■ **Exercise objective**
Within the listing, each line that has the string "absolute" should be copied.

■ **Data for the task**
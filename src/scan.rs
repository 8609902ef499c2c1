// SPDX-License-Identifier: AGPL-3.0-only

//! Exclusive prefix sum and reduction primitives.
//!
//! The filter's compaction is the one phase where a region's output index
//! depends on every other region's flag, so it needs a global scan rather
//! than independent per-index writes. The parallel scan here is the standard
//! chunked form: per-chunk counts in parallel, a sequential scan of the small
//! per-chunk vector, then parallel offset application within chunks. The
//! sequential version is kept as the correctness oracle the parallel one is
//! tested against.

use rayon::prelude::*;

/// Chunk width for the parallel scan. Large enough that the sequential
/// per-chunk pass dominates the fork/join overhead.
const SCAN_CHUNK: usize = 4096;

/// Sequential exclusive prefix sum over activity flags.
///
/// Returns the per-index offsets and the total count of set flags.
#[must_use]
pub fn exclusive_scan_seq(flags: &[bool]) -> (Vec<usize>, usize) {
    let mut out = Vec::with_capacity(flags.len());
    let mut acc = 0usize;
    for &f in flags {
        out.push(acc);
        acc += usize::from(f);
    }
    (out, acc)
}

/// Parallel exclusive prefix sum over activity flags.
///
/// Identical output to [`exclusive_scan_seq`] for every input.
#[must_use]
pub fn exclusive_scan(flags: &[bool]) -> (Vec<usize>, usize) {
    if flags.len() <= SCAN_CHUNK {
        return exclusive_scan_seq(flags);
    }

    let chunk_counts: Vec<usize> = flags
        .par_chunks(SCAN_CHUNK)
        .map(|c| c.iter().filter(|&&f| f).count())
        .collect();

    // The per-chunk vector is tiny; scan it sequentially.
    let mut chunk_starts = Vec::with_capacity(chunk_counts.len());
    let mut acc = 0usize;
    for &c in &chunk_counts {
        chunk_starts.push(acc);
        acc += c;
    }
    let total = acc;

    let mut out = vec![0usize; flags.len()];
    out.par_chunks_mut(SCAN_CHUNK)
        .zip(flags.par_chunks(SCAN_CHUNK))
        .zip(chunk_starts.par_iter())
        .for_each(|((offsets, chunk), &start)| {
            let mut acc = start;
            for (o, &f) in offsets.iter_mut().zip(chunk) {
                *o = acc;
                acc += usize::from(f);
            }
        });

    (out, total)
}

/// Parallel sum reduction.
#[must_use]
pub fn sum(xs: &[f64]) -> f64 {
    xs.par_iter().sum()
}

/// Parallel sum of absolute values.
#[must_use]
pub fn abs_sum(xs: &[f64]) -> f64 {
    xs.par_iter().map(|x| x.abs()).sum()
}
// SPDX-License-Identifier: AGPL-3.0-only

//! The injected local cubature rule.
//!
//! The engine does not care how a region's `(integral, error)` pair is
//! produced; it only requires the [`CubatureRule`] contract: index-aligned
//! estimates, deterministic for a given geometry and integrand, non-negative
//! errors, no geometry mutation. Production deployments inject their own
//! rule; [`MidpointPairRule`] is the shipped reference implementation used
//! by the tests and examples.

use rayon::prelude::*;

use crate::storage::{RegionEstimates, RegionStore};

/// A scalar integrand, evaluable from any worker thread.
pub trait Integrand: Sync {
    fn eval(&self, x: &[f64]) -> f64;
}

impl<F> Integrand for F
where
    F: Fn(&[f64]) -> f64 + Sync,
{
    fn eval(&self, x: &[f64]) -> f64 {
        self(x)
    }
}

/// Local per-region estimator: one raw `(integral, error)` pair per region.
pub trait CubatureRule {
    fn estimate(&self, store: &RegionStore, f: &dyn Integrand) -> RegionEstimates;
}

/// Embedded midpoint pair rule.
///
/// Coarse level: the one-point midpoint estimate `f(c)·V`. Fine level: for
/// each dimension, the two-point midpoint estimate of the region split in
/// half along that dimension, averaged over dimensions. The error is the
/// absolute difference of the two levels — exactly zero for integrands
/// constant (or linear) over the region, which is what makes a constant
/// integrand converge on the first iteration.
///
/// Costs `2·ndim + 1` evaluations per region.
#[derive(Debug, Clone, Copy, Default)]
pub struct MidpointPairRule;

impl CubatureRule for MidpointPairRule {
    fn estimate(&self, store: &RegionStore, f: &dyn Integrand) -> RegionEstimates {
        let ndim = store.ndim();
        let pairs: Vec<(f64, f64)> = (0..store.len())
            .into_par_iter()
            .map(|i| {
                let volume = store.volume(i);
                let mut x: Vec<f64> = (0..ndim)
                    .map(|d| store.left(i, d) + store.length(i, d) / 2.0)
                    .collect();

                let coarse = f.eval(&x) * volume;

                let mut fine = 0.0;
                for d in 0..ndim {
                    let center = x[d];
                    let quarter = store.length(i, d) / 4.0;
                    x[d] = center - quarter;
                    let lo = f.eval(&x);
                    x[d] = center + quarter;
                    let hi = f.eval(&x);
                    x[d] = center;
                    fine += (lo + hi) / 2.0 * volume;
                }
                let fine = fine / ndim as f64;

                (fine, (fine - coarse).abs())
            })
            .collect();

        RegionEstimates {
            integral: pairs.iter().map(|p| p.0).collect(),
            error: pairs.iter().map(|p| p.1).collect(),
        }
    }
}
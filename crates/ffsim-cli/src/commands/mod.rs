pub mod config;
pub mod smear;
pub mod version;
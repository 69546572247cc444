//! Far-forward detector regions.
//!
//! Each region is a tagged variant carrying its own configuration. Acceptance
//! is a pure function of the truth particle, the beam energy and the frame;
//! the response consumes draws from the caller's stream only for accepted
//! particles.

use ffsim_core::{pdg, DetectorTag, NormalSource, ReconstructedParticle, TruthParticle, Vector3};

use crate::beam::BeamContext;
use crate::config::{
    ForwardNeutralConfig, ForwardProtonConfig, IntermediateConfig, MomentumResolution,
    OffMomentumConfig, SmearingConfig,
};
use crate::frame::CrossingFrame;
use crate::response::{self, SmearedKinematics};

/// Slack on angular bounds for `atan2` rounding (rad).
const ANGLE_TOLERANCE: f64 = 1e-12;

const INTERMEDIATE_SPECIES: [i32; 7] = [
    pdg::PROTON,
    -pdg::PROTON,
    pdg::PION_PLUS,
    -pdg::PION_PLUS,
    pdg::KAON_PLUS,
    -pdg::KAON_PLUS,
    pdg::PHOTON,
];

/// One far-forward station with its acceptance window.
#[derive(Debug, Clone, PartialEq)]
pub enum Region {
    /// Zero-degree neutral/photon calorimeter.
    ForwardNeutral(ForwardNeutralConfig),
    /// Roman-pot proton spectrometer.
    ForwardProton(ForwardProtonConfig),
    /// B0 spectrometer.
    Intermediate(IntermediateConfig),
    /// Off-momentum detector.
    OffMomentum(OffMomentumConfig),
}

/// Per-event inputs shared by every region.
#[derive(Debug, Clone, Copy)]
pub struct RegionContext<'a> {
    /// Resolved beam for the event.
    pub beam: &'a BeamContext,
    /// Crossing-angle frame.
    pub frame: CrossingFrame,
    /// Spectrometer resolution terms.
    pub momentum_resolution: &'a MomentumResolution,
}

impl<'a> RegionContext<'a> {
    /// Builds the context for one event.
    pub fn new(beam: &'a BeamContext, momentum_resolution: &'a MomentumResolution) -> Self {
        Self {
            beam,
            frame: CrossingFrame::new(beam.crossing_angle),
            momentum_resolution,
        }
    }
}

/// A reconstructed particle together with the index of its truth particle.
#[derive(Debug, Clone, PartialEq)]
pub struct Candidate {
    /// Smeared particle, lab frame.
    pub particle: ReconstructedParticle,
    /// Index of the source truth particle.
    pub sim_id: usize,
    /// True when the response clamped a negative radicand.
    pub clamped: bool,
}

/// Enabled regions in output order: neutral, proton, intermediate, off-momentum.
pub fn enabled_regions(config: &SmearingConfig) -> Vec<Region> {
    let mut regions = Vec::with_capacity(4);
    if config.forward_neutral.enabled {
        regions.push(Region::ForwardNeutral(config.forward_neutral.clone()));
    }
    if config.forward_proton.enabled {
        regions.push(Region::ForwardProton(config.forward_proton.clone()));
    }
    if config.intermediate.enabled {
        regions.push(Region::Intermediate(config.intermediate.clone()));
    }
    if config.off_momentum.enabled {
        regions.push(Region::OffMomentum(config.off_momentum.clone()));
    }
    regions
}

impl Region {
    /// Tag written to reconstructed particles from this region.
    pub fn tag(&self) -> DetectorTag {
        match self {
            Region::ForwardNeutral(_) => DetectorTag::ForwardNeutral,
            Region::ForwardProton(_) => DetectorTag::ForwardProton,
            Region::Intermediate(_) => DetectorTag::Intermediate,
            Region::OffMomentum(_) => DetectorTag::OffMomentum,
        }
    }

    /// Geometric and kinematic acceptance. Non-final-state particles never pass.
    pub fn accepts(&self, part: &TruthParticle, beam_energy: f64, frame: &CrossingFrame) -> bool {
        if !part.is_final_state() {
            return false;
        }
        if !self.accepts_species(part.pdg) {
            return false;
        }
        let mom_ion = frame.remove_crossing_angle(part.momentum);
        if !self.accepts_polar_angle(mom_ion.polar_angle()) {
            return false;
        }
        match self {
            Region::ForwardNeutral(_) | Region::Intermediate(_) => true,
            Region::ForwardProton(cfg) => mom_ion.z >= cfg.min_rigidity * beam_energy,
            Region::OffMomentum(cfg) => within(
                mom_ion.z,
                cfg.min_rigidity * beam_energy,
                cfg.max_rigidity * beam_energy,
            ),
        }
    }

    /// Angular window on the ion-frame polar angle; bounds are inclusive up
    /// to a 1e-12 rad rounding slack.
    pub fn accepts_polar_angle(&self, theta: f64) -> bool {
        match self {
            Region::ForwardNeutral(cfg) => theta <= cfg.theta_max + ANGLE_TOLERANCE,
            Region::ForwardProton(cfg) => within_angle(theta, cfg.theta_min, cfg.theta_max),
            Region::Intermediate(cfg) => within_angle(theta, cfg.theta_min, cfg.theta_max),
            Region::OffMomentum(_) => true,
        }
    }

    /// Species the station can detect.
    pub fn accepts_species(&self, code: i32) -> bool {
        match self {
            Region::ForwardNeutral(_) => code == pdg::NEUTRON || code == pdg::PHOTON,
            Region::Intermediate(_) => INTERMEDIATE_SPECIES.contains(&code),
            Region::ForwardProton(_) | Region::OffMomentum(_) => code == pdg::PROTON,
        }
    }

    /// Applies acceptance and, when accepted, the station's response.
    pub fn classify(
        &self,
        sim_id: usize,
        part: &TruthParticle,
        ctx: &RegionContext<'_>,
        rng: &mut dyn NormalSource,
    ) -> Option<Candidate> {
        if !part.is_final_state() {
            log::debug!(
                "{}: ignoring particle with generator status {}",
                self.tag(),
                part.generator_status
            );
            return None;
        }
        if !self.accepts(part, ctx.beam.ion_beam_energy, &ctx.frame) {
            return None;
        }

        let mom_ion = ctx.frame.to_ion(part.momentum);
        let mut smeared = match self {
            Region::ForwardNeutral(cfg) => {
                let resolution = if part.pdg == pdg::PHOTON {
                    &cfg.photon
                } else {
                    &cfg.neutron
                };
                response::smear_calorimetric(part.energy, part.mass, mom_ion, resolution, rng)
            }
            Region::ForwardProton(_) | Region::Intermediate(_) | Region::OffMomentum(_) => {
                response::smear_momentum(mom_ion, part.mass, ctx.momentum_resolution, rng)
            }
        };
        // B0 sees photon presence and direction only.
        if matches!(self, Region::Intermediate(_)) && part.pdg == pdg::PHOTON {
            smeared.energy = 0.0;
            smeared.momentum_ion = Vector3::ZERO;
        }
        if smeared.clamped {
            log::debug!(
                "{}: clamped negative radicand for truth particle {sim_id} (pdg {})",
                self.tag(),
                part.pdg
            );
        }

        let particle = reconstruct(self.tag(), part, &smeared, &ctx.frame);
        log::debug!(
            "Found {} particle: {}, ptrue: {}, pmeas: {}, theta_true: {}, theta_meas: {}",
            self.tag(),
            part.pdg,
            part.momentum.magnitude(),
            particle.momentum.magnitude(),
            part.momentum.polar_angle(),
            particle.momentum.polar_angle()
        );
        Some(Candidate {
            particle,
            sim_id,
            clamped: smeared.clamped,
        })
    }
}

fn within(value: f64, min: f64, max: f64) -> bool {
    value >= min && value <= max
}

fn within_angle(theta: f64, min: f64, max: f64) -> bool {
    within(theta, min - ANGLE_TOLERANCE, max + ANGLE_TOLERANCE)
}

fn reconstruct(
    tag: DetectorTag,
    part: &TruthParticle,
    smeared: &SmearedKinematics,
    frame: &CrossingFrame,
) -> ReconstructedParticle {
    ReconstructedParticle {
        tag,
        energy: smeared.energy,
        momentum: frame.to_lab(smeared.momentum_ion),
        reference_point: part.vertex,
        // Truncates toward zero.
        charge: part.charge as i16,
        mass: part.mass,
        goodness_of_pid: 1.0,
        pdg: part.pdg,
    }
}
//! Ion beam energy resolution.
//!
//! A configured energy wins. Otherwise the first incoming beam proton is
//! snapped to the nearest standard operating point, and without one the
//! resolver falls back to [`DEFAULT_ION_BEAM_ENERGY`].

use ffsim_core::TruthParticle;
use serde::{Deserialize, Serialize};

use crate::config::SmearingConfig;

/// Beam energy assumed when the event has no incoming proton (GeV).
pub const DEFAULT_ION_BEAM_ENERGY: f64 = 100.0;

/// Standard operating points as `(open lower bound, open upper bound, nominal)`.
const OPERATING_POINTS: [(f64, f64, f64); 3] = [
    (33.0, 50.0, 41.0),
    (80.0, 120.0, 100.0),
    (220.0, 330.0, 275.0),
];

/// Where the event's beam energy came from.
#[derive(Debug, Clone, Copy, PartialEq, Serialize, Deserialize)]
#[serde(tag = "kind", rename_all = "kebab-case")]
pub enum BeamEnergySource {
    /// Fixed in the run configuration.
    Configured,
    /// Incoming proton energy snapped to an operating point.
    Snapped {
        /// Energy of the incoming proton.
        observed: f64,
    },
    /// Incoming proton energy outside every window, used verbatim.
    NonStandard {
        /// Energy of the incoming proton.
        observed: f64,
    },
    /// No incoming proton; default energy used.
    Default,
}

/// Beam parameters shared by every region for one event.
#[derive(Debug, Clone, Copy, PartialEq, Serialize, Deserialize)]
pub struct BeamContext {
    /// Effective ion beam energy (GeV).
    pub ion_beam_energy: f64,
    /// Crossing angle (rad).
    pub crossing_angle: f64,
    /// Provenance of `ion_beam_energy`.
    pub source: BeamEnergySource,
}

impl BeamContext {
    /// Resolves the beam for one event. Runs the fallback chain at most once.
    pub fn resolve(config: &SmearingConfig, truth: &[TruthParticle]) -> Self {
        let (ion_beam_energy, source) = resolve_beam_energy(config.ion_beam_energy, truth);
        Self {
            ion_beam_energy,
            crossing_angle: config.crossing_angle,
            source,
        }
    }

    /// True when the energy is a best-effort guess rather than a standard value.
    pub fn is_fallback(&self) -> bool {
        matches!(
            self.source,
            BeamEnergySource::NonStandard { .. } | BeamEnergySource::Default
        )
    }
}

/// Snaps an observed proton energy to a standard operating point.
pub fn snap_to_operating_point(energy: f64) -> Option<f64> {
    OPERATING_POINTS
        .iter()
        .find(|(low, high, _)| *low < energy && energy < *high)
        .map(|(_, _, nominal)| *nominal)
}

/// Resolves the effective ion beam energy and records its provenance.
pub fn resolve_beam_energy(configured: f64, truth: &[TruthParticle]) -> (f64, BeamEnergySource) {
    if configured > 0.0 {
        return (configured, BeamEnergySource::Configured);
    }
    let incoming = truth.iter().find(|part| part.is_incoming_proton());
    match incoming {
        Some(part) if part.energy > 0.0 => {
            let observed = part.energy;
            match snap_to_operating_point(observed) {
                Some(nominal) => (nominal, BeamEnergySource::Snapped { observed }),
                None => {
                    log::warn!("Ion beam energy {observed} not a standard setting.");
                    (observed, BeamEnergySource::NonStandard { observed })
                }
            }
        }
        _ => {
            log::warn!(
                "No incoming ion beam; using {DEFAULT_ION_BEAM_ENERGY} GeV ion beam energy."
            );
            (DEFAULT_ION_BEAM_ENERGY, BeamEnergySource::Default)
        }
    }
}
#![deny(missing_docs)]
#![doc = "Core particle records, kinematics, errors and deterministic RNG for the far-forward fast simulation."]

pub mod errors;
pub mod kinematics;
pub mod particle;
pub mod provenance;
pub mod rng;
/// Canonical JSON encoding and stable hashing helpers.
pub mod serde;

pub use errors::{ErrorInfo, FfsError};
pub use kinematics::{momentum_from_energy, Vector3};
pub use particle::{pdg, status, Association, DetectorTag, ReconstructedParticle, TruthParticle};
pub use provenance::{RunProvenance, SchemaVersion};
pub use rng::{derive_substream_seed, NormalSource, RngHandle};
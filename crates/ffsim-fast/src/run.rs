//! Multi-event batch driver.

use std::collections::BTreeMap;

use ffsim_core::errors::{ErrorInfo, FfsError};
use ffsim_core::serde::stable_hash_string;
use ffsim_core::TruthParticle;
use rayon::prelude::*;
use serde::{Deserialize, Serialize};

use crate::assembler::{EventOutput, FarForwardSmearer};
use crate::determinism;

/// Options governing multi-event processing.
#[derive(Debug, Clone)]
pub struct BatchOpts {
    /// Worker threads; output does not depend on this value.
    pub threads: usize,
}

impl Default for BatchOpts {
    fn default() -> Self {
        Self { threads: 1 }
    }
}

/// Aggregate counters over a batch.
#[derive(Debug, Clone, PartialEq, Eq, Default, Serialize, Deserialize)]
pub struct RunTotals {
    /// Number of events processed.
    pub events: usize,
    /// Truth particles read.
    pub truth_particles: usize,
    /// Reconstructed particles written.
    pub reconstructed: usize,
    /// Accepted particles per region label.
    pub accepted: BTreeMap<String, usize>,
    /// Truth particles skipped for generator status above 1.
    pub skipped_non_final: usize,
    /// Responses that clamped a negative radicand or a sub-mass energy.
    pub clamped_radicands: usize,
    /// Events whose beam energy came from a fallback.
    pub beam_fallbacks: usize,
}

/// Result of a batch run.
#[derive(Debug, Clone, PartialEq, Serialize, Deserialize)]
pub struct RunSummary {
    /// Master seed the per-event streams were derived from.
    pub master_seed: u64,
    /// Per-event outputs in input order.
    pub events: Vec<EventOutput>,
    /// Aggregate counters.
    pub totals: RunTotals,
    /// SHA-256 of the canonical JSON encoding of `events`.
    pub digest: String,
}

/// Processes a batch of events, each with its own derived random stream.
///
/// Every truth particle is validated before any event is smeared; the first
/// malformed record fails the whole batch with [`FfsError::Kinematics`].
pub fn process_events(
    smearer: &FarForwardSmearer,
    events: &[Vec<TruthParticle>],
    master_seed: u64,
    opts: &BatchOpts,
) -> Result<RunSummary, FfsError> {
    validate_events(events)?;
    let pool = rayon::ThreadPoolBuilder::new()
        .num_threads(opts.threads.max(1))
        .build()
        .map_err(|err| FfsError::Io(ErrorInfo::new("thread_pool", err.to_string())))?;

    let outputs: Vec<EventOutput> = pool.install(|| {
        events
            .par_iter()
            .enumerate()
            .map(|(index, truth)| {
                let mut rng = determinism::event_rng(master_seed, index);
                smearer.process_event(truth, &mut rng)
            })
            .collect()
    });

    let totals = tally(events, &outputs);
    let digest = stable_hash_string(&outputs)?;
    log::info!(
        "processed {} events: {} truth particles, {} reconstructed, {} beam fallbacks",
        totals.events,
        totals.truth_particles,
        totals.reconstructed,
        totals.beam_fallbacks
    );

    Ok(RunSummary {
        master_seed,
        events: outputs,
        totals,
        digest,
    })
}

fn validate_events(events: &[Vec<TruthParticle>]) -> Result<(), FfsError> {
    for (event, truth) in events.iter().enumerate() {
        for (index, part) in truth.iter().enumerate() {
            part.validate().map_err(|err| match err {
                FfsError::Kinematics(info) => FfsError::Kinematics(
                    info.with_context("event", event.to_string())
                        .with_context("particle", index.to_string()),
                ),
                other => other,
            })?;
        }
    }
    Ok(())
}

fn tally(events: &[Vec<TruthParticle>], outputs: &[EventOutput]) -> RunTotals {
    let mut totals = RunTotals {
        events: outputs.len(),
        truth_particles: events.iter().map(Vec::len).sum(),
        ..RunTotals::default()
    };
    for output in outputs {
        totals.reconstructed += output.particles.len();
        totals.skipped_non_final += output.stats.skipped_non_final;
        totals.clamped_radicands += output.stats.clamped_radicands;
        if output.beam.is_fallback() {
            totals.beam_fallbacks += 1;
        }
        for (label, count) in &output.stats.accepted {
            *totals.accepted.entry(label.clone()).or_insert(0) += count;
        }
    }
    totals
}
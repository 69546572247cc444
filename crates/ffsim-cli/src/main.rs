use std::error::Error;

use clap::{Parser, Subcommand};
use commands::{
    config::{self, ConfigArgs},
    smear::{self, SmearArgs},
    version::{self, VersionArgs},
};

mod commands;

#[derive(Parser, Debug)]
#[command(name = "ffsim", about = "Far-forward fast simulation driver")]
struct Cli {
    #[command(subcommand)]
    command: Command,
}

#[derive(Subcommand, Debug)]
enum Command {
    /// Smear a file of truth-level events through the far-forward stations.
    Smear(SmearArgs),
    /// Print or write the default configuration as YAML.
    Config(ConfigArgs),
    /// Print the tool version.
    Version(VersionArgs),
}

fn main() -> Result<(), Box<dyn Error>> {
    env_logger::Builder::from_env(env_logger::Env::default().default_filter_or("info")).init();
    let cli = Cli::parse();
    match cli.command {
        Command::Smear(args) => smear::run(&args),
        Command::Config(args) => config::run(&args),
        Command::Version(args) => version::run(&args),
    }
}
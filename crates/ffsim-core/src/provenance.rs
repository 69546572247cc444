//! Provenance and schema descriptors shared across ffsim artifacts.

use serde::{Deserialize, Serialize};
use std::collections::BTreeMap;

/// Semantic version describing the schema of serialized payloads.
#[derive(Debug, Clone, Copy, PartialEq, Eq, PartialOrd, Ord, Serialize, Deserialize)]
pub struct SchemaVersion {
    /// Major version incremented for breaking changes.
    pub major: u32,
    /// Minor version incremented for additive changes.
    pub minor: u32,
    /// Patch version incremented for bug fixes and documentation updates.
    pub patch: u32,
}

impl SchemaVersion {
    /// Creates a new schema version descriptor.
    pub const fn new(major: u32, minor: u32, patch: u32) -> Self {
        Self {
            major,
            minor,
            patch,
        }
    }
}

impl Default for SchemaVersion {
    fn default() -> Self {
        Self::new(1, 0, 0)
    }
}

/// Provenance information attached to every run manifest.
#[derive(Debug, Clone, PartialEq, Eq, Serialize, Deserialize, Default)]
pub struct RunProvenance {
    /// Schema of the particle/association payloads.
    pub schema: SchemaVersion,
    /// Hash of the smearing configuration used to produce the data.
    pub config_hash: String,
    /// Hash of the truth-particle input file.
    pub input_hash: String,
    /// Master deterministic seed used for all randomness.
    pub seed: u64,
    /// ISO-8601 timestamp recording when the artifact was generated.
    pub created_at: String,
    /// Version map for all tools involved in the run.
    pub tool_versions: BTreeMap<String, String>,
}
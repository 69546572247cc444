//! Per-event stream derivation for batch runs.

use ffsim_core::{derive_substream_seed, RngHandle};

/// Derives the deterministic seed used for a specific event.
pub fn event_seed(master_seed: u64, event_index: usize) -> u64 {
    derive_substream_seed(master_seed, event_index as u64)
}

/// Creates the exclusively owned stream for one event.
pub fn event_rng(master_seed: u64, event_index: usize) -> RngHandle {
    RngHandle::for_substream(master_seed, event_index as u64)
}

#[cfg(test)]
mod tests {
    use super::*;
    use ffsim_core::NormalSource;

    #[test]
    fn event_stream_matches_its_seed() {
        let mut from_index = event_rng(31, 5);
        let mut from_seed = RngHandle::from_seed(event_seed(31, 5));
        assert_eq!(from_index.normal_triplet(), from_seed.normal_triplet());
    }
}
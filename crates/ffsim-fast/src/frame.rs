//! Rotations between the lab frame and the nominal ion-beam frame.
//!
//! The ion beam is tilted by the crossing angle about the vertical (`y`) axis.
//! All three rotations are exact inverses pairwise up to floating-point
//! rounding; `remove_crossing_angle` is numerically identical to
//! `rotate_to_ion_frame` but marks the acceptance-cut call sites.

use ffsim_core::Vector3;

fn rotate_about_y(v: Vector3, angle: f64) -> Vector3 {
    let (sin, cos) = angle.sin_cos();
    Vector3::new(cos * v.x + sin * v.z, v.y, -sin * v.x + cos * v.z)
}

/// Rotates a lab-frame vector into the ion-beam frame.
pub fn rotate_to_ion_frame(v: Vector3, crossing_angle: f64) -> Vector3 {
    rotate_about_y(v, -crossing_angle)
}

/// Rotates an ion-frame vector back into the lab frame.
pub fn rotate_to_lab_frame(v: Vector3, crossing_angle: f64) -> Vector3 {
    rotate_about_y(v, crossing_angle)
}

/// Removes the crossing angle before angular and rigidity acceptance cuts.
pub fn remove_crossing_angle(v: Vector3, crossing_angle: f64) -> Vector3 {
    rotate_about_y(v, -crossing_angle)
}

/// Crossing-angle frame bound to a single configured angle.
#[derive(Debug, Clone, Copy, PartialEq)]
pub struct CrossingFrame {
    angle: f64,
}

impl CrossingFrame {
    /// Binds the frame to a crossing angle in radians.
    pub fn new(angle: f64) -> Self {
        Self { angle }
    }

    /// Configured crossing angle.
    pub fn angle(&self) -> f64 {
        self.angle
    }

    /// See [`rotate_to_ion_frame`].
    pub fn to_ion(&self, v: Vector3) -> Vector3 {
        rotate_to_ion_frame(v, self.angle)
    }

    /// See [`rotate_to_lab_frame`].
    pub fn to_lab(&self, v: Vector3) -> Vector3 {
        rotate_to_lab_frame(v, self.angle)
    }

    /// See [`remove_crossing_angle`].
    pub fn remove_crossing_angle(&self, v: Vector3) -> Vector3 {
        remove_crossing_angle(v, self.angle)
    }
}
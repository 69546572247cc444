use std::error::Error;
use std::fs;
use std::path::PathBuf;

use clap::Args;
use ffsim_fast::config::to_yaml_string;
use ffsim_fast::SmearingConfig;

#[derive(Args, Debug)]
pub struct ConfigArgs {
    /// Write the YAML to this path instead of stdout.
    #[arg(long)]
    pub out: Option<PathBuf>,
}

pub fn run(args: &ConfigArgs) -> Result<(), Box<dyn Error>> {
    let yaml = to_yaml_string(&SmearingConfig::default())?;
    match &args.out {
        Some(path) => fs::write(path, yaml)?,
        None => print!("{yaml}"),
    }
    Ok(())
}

■ **Answer space**
/// Parallel sum of absolute values.
/// absolute difference of the two levels — exactly zero for integrands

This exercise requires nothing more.